| Required work |
Report, as a bare number, how many lines of the entries below contain "JoinHandle".

** Extracted data follows **

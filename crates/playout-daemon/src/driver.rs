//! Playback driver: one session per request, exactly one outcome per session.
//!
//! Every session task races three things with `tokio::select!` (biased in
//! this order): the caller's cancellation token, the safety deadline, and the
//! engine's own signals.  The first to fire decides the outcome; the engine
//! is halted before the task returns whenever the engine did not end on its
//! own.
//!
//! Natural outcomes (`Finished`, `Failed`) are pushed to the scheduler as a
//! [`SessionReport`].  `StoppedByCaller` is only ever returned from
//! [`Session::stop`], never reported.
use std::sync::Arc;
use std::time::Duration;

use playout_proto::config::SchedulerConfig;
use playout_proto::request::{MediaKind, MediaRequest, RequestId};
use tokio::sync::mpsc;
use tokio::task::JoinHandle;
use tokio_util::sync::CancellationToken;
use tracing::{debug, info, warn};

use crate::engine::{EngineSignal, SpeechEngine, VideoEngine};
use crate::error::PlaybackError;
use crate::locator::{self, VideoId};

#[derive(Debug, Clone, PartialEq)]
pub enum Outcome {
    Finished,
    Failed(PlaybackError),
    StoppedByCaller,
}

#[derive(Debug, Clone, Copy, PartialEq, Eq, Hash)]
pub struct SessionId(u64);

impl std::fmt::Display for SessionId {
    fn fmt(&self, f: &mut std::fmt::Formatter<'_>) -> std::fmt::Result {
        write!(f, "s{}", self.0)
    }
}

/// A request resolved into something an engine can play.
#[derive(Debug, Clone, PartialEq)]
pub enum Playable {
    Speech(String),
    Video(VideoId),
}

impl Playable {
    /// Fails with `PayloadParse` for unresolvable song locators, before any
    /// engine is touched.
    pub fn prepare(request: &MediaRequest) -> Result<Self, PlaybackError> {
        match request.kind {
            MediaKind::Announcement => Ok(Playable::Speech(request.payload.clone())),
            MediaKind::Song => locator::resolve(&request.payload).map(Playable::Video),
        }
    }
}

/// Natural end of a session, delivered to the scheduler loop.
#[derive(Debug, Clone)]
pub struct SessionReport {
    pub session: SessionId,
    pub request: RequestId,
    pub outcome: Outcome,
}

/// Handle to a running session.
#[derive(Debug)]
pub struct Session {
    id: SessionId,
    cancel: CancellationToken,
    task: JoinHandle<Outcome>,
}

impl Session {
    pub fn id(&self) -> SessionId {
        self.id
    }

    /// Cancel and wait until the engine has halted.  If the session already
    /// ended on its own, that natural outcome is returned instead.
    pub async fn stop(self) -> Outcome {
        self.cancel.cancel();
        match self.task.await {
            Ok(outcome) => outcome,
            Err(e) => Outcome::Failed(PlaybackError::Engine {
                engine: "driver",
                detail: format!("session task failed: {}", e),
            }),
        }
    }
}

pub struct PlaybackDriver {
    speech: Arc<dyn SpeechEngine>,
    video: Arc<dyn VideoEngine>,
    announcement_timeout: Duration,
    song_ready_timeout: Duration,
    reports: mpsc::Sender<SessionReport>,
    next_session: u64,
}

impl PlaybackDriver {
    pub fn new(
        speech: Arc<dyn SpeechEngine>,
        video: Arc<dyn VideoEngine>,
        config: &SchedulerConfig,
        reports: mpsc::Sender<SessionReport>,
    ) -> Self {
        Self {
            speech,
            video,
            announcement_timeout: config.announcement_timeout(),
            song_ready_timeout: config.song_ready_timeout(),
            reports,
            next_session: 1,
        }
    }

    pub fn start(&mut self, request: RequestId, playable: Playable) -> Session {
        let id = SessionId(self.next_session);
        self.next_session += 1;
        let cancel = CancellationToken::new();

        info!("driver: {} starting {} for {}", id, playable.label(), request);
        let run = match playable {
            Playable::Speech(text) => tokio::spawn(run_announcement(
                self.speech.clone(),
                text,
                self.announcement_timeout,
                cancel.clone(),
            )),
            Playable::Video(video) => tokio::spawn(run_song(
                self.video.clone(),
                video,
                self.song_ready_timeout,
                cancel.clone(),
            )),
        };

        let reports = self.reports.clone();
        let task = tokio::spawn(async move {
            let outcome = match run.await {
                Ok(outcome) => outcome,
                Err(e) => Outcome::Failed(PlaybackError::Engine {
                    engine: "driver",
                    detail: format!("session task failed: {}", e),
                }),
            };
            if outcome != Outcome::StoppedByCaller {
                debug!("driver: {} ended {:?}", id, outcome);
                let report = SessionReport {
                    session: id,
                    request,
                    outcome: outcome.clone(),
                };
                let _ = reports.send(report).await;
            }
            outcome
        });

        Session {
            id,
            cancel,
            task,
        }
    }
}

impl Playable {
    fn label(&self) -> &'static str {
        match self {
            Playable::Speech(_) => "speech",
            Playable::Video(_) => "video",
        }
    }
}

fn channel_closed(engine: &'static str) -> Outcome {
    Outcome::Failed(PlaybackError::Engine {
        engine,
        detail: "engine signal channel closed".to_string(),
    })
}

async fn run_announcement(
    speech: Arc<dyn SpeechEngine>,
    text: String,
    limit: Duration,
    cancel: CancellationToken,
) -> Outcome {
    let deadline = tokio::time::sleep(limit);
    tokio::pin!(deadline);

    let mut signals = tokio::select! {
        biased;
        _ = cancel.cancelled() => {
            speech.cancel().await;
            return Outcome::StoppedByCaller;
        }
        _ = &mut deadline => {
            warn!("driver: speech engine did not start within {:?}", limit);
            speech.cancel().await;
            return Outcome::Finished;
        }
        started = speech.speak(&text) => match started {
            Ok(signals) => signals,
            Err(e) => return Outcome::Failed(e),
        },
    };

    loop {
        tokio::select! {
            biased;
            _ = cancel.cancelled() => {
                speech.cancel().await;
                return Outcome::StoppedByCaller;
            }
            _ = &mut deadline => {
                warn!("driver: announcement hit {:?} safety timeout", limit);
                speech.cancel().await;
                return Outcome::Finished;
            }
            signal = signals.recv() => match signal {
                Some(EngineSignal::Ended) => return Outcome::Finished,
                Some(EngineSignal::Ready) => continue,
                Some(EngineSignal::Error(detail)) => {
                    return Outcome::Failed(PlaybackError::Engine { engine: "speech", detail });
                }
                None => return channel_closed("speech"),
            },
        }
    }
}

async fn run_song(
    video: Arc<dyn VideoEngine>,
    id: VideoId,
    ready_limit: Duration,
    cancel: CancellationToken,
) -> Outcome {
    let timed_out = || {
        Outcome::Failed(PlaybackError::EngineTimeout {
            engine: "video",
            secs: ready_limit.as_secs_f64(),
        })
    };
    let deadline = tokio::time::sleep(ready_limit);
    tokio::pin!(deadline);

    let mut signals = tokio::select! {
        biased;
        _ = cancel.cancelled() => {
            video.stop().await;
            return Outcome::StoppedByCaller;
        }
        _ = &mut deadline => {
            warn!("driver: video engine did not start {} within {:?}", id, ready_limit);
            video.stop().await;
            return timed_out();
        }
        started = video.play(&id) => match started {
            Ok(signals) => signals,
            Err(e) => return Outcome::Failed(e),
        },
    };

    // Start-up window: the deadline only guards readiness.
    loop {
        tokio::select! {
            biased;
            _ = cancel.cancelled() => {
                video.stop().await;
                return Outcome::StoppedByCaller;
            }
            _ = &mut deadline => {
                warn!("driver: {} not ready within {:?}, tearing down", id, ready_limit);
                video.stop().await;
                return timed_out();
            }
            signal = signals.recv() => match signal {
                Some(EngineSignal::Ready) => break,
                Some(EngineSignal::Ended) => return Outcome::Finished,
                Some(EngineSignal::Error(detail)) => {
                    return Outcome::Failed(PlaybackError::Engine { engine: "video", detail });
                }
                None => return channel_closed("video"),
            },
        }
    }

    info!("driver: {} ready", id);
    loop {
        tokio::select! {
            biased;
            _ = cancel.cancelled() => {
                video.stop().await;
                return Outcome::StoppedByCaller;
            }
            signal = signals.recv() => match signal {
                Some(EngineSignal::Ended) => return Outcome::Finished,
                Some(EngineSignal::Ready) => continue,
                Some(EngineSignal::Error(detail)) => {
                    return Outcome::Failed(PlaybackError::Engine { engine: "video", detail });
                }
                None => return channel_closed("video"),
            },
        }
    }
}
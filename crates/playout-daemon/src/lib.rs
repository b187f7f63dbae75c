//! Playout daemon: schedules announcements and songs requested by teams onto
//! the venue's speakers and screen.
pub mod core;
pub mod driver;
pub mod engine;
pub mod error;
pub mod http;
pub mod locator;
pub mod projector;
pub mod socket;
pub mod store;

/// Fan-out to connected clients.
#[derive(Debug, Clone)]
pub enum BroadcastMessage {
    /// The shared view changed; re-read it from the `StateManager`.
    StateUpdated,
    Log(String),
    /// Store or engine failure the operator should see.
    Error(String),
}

** End of Extracted data **

| Answer |
2